KK: As a teacher and publisher, you spend a fair amount of time evaluating other writers’ work. Does taking an analytic approach to other people’s writing affect your own writing?

 KL: Yes, but only up to the point when I'm actually writing a story. When I write, I have to shut that part of my brain off. When I'm not satisfied with what I'm writing, or when I'm revising, that part of my brain is on again. To let someone else read and critique your work -- that's an act of generosity, just as much as it's an act of generosity to offer that critique. I hope that the person whose work is on the table gets as much from the critique as I do, offering it.

 

KK: Shaun Tan’s artistic style seems like a natural fit for your work. Did you have input into the choice of illustrator for your book? How closely did you collaborate?

KL: I had final say on the cover, which was by Will Staehle -- something that not very many writers get. He produced 6 excellent covers, and the one that Penguin used was probably my favorite, although Canongate/Walker are putting out a YA edition in the UK with one of the alternate Staehle covers that I love in an entirely different way.
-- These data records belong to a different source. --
//! Port for retrieving the raw upstream feed document.

use crate::domain::errors::FeedError;
use async_trait::async_trait;

/// Fetches the configured feed document.
///
/// Implementations always fetch the single trusted URL they were built with;
/// callers cannot choose the target.
///
/// # Implementations
///
/// - [`crate::infrastructure::feed::HttpFeedSource`] - reqwest client with timeout
/// - Test mocks available with `cfg(test)`
#[cfg_attr(test, mockall::automock)]
#[async_trait]
pub trait FeedSource: Send + Sync {
    /// Returns the raw feed bytes.
    ///
    /// # Errors
    ///
    /// Returns [`FeedError`] on timeout, transport failure or a non-success status.
    async fn fetch(&self) -> Result<Vec<u8>, FeedError>;
}
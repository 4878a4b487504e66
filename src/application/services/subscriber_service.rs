//! Email signup and export service.

use std::sync::Arc;

use crate::application::services::admin_gate::ExportGrant;
use crate::domain::clock::Clock;
use crate::domain::entities::SubscriberRecord;
use crate::domain::errors::{StoreError, SubscribeError};
use crate::domain::repositories::{PutOutcome, SubscriberRepository};
use crate::utils::email::{normalize_email, validate_email};

/// Service for collecting and exporting subscriber emails.
///
/// Subscribing an address that is already stored succeeds exactly like a new
/// signup, so callers cannot probe which addresses are on the list.
pub struct SubscriberService<R: SubscriberRepository> {
    repository: Arc<R>,
    clock: Arc<dyn Clock>,
}

impl<R: SubscriberRepository> SubscriberService<R> {
    /// Creates a new subscriber service.
    pub fn new(repository: Arc<R>, clock: Arc<dyn Clock>) -> Self {
        Self { repository, clock }
    }

    /// Validates and stores an email address.
    ///
    /// The address is checked with [`validate_email`] as received, then
    /// normalized (trimmed, lowercased) before the uniqueness check.
    ///
    /// # Errors
    ///
    /// Returns [`SubscribeError::InvalidEmail`] if validation fails.
    /// Returns [`SubscribeError::Store`] if the record store fails.
    pub async fn subscribe(&self, email: &str) -> Result<(), SubscribeError> {
        if !validate_email(email) {
            metrics::counter!("subscriptions_total", "outcome" => "invalid").increment(1);
            return Err(SubscribeError::InvalidEmail);
        }

        let record = SubscriberRecord::new(email, self.clock.now());

        match self.repository.put(record).await? {
            PutOutcome::Inserted => {
                tracing::info!("New subscriber stored");
                metrics::counter!("subscriptions_total", "outcome" => "created").increment(1);
            }
            PutOutcome::AlreadyPresent => {
                tracing::debug!("Subscriber already present");
                metrics::counter!("subscriptions_total", "outcome" => "duplicate").increment(1);
            }
        }

        Ok(())
    }

    /// Returns the export document. Requires a grant from the admin gate.
    ///
    /// # Errors
    ///
    /// Returns [`StoreError::NoRecords`] if nobody has subscribed yet.
    pub async fn export_all(&self, _grant: ExportGrant) -> Result<Vec<u8>, StoreError> {
        self.repository.export_all().await
    }

    /// Lists stored records. Operator tooling only.
    pub async fn list(&self) -> Result<Vec<SubscriberRecord>, StoreError> {
        self.repository.list().await
    }

    /// Whether `email` (after normalization) is already stored. Operator
    /// tooling only; the HTTP surface never reveals this.
    pub async fn is_subscribed(&self, email: &str) -> Result<bool, StoreError> {
        self.repository
            .exists_normalized(&normalize_email(email))
            .await
    }

    /// Number of stored records.
    pub async fn count(&self) -> Result<usize, StoreError> {
        Ok(self.repository.list().await?.len())
    }

    /// Returns true while the record store accepts requests.
    pub fn is_healthy(&self) -> bool {
        self.repository.is_healthy()
    }
}
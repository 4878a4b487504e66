//! Shared application state injected into handlers and middleware.

use std::sync::Arc;

use crate::api::handlers::NotFoundPage;
use crate::api::middleware::PathGuard;
use crate::application::services::{AdminGate, FeedService, SubscriberService};
use crate::infrastructure::feed::HttpFeedSource;
use crate::infrastructure::persistence::CsvSubscriberRepository;

/// Everything a request handler can reach.
///
/// Cloned per request; every field is either `Copy` or behind an `Arc`.
#[derive(Clone)]
pub struct AppState {
    pub feed_service: Arc<FeedService<HttpFeedSource>>,
    pub subscriber_service: Arc<SubscriberService<CsvSubscriberRepository>>,
    pub admin_gate: Arc<AdminGate>,
    pub path_guard: Arc<PathGuard>,
    pub not_found: Arc<NotFoundPage>,
    /// Trust `X-Forwarded-For` / `X-Real-IP` for client identity.
    pub behind_proxy: bool,
}
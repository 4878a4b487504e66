//! Normalized podcast feed entities.

use chrono::{DateTime, Utc};

/// One episode, reduced to plain text and pass-through URLs.
///
/// Text fields (`title`, `summary`) never contain markup or unresolved
/// character references. URL fields are copied from the source untouched.
/// `duration`, `episode_number` and `season_number` keep whatever string the
/// publisher supplied; interpreting units is left to the renderer.
#[derive(Debug, Clone, PartialEq)]
pub struct FeedItem {
    pub title: String,
    pub link: Option<String>,
    pub published_at: Option<DateTime<Utc>>,
    pub summary: String,
    pub audio_url: Option<String>,
    pub duration: Option<String>,
    pub episode_number: Option<String>,
    pub season_number: Option<String>,
    /// Episode artwork, or the feed-level image when the episode has none.
    pub image_url: Option<String>,
}

/// A fetched feed with its episodes in source order.
///
/// Built fresh on every fetch and never persisted.
#[derive(Debug, Clone, PartialEq)]
pub struct Feed {
    pub title: String,
    pub description: String,
    pub image: Option<String>,
    pub items: Vec<FeedItem>,
}
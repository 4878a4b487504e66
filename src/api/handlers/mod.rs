//! HTTP request handlers for API endpoints.
//!
//! Each handler module corresponds to one endpoint.

pub mod download;
pub mod feed;
pub mod health;
pub mod not_found;
pub mod subscribe;

pub use download::download_handler;
pub use feed::feed_handler;
pub use health::health_handler;
pub use not_found::{NotFoundPage, fallback_handler};
pub use subscribe::subscribe_handler;
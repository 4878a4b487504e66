//! API route configuration.

use crate::api::handlers::{download_handler, feed_handler, health_handler, subscribe_handler};
use crate::api::middleware::rate_limit;
use crate::state::AppState;
use axum::{
    Router,
    routing::{get, post},
};

/// All API routes, mounted under `/api`.
///
/// # Endpoints
///
/// - `GET  /feed`            - Normalized podcast feed
/// - `POST /subscribe`       - Newsletter signup (token-bucket limited per client)
/// - `POST /download-emails` - Password-protected subscriber export
/// - `GET  /health`          - Health check
///
/// `behind_proxy` selects how the signup limiter identifies clients and must
/// match [`AppState::behind_proxy`].
pub fn api_routes(behind_proxy: bool) -> Router<AppState> {
    let signup = Router::new()
        .route("/subscribe", post(subscribe_handler))
        .layer(rate_limit::subscribe_layer(behind_proxy));

    Router::new()
        .route("/feed", get(feed_handler))
        .route("/download-emails", post(download_handler))
        .route("/health", get(health_handler))
        .merge(signup)
}
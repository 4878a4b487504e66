//! Rate limiting middleware using token bucket algorithm.

use governor::clock::QuantaInstant;
use governor::middleware::NoOpMiddleware;
use std::sync::Arc;
use tower_governor::{GovernorLayer, governor::GovernorConfigBuilder};

use super::client_identity::ClientIdentityKeyExtractor;

pub type SubscribeGovernor =
    GovernorLayer<ClientIdentityKeyExtractor, NoOpMiddleware<QuantaInstant>, axum::body::Body>;

/// Creates the rate limiter guarding newsletter signups.
///
/// # Limits
///
/// - **Rate**: one token replenished every 500 ms (2 requests per second)
/// - **Burst**: 20 requests
///
/// Requests exceeding the limit receive `429 Too Many Requests`.
///
/// # Key Extraction
///
/// Buckets are keyed by [`crate::api::middleware::client_identity::ClientIdentity`],
/// so `behind_proxy` must match the setting used by the handlers.
///
/// # Example
///
/// ```rust,ignore
/// let app = Router::new()
///     .route("/subscribe", post(subscribe_handler))
///     .layer(rate_limit::subscribe_layer(false));
/// ```
pub fn subscribe_layer(behind_proxy: bool) -> SubscribeGovernor {
    let governor_conf = Arc::new(
        GovernorConfigBuilder::default()
            .per_millisecond(500)
            .burst_size(20)
            .key_extractor(ClientIdentityKeyExtractor { behind_proxy })
            .finish()
            .unwrap(),
    );

    GovernorLayer::new(governor_conf)
}
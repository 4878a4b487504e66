//! Handler for the password-protected subscriber export.

use axum::{
    extract::State,
    http::{HeaderMap, header},
    response::{IntoResponse, Response},
};

use crate::api::dto::download::{DownloadRequest, EXPORT_FILENAME};
use crate::api::extract::ApiJson;
use crate::api::middleware::ClientIdentity;
use crate::error::AppError;
use crate::state::AppState;

/// Downloads the subscriber record file.
///
/// # Endpoint
///
/// `POST /api/download-emails`
///
/// # Request Body
///
/// ```json
/// { "password": "..." }
/// ```
///
/// # Response
///
/// `200` with `Content-Type: text/csv` and
/// `Content-Disposition: attachment; filename="emails.csv"`; the body is the
/// record file verbatim.
///
/// # Errors
///
/// - `401 {"error": "Invalid password"}`
/// - `429 {"error": "Too many attempts, please try again later"}` with `Retry-After`,
///   once the caller exceeds its attempt budget (checked before the password)
/// - `404 {"error": "No emails collected yet"}` - no record file yet
pub async fn download_handler(
    State(state): State<AppState>,
    client: ClientIdentity,
    headers: HeaderMap,
    ApiJson(payload): ApiJson<DownloadRequest>,
) -> Result<Response, AppError> {
    let user_agent = headers
        .get(header::USER_AGENT)
        .and_then(|v| v.to_str().ok())
        .unwrap_or("-");

    let password = payload.password.unwrap_or_default();

    let grant = state
        .admin_gate
        .authorize(&password, client.as_str())
        .inspect_err(|_| {
            tracing::warn!(client = client.as_str(), user_agent, "Subscriber export refused");
        })?;

    let csv = state.subscriber_service.export_all(grant).await?;

    tracing::info!(
        client = client.as_str(),
        user_agent,
        bytes = csv.len(),
        "Subscriber export downloaded"
    );

    let disposition = format!("attachment; filename=\"{EXPORT_FILENAME}\"");

    Ok((
        [
            (header::CONTENT_TYPE, "text/csv; charset=utf-8".to_string()),
            (header::CONTENT_DISPOSITION, disposition),
        ],
        csv,
    )
        .into_response())
}
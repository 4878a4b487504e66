//! Hardening headers applied to every response.

use axum::{
    extract::Request,
    http::{HeaderName, HeaderValue, header},
    middleware::Next,
    response::Response,
};

/// Header set sent with every response. No CSP or HSTS: the client bundle
/// and TLS termination are owned by the deployment.
const SECURITY_HEADERS: &[(&str, &str)] = &[
    ("x-content-type-options", "nosniff"),
    ("x-frame-options", "SAMEORIGIN"),
    ("referrer-policy", "no-referrer"),
    ("x-dns-prefetch-control", "off"),
    ("cross-origin-opener-policy", "same-origin"),
    ("cross-origin-resource-policy", "same-origin"),
    ("x-download-options", "noopen"),
    ("x-permitted-cross-domain-policies", "none"),
    ("origin-agent-cluster", "?1"),
];

/// Adds [`SECURITY_HEADERS`] to the response, keeping any value a handler
/// already set.
///
/// # Example
///
/// ```rust,ignore
/// let app = router.layer(middleware::from_fn(security_headers::layer));
/// ```
pub async fn layer(req: Request, next: Next) -> Response {
    let mut response = next.run(req).await;
    let headers = response.headers_mut();

    for &(name, value) in SECURITY_HEADERS {
        if !headers.contains_key(name) {
            headers.insert(HeaderName::from_static(name), HeaderValue::from_static(value));
        }
    }

    // Never advertise the server implementation.
    headers.remove(header::SERVER);
    headers.remove("x-powered-by");

    response
}
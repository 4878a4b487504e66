//! Per-client admin attempt tracking.

use chrono::{DateTime, TimeDelta, Utc};

/// Attempt counter for one client identity inside a fixed window.
///
/// The window opens at the first attempt and lasts for the gate's configured
/// duration; the next attempt after that opens a fresh window.
#[derive(Debug, Clone, Copy, PartialEq, Eq)]
pub struct AttemptWindow {
    pub started_at: DateTime<Utc>,
    pub attempts: u32,
}

impl AttemptWindow {
    /// Opens a window at `now` with no attempts recorded.
    pub fn open(now: DateTime<Utc>) -> Self {
        Self {
            started_at: now,
            attempts: 0,
        }
    }

    /// Returns true once `window` has fully elapsed since the window opened.
    pub fn is_expired(&self, now: DateTime<Utc>, window: TimeDelta) -> bool {
        now - self.started_at >= window
    }

    /// Time left until the window closes, never negative.
    pub fn remaining(&self, now: DateTime<Utc>, window: TimeDelta) -> TimeDelta {
        (self.started_at + window - now).max(TimeDelta::zero())
    }
}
Shelley Jackson had produced spot illustrations for Magic For Beginners, and it was a great experience -- a way for me to see my stories in a way that I otherwise wouldn't be able to. I loved Shaun Tan's The Arrival, and when he agreed to do illustrations for Pretty Monsters, it was the best part of putting the collection together. He came up with ideas, and it was like getting a series of birthday presents, seeing each illustration.

 

KK: What’s next for you?  Is another YA collection in the works, or will you be taking your writing in a different direction?

KL: Gavin and I are co-editing a young adult anthology of steampunk stories for Candlewick, and most of the writers have turned their stories in. We have stories by Libba Bray, M. T. Anderson, Holly Black, Elizabeth Knox, and Garth Nix, among others. Meanwhile, I've published a couple of stories about unlikely superheroes, and I have a couple of ideas for short stories that I want to write -- a bookstore story, a messiah story -- when I have time. There are also two picture books that I badly want to write.

 

KK: Is there anything you’d like to share with librarians and readers?

 KL: I'd like to sit down and share a beer, or a bar of chocolate. I'd badly like to get back to the main libraries in Salt Lake City and in Seattle, because they're so beautiful. If anybody has any recommendations for other libraries that I should visit, please share. I probably ought to also recommend a couple of books that I've been reading, so here goes: James Enge's Blood of Ambrose (please ignore the generic cover, which doesn't do it justice) and P. C. Hodgell's Kencyr series, which Baen is reprinting. (I'm on an epic fantasy kick.) I also just finished Diana

Wynne Jones's latest YA, Boris Akunin's Sister Pelagia series, which takes a fantastic turn at the end, and Holly Black's White Cat, which I first read and loved in workshop. Michael Grant's Gone series is compulsive reading -- along with White Cat, they're the books that I'd give to a reluctant teen reader. (Or a reluctant adult reader, for that matter.)